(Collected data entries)
--------------------------------

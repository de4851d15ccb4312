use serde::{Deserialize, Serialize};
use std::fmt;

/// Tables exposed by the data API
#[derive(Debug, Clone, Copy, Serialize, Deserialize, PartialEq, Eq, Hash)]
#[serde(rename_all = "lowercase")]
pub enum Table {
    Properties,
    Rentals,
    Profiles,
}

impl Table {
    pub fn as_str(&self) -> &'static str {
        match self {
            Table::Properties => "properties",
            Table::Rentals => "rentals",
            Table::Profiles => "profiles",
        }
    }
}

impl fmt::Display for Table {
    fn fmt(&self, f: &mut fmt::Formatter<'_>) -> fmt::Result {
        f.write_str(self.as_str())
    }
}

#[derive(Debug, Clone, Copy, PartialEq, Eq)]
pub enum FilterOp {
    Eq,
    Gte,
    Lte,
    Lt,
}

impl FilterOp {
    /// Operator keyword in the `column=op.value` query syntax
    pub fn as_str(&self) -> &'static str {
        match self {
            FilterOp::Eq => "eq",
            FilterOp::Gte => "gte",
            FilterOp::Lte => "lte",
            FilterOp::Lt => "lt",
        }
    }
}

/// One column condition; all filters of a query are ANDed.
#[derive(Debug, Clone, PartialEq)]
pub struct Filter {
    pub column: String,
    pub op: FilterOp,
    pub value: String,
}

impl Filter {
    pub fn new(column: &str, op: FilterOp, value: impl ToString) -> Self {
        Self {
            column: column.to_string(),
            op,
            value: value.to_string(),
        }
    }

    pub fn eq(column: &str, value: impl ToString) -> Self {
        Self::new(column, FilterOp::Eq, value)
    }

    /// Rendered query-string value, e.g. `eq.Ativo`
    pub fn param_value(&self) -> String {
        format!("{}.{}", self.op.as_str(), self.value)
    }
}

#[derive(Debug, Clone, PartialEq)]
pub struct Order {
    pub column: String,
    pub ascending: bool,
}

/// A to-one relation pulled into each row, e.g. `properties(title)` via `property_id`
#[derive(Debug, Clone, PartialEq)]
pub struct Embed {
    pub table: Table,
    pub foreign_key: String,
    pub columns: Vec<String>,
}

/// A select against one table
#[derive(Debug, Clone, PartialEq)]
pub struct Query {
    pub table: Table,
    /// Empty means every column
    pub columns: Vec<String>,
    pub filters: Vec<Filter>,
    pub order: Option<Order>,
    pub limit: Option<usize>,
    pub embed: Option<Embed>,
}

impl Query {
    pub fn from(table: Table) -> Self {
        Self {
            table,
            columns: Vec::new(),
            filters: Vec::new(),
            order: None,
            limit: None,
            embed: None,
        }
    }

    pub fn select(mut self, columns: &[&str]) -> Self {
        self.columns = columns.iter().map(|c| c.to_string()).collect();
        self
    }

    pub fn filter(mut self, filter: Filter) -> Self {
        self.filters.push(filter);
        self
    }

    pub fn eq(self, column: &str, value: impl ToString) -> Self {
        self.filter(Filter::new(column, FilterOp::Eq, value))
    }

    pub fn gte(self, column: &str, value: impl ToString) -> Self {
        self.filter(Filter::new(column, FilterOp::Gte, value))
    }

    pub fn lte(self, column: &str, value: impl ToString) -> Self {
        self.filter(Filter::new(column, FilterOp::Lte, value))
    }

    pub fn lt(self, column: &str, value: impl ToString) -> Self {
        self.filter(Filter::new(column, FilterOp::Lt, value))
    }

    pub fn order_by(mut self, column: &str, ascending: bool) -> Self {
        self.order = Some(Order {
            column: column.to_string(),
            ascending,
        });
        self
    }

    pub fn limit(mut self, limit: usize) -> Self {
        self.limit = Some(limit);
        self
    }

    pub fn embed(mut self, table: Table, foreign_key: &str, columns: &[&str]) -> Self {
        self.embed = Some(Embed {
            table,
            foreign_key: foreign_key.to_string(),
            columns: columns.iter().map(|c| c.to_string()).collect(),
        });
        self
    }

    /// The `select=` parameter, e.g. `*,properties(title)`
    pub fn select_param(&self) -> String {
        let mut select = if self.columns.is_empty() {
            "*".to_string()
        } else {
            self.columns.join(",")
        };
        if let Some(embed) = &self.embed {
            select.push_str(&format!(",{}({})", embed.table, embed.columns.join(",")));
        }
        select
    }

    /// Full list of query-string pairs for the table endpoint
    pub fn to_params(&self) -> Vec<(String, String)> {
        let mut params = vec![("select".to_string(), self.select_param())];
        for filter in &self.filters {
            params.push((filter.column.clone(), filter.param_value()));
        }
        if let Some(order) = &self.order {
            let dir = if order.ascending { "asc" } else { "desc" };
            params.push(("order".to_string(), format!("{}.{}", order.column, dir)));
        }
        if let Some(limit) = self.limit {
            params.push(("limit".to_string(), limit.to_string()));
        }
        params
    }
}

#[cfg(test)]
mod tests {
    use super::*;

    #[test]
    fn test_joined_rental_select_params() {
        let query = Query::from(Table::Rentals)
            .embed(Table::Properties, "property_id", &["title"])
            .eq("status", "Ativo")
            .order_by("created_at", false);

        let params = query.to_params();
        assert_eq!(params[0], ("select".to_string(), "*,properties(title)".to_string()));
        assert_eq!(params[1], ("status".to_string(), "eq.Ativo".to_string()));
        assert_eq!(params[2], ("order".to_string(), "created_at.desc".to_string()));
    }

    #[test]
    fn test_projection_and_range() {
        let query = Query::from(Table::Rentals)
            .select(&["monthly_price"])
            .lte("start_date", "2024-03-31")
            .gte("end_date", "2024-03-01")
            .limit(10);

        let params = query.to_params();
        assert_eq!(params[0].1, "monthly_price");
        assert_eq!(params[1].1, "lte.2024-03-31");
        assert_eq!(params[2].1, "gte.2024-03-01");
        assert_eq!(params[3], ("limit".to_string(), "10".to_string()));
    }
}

--------------------------------

▸ **Task details**: Search the entries above for the string "status". Copy each line in which it appears.

▸ **Task result**:
            .eq("status", "Ativo")
        assert_eq!(params[1], ("status".to_string(), "eq.Ativo".to_string()));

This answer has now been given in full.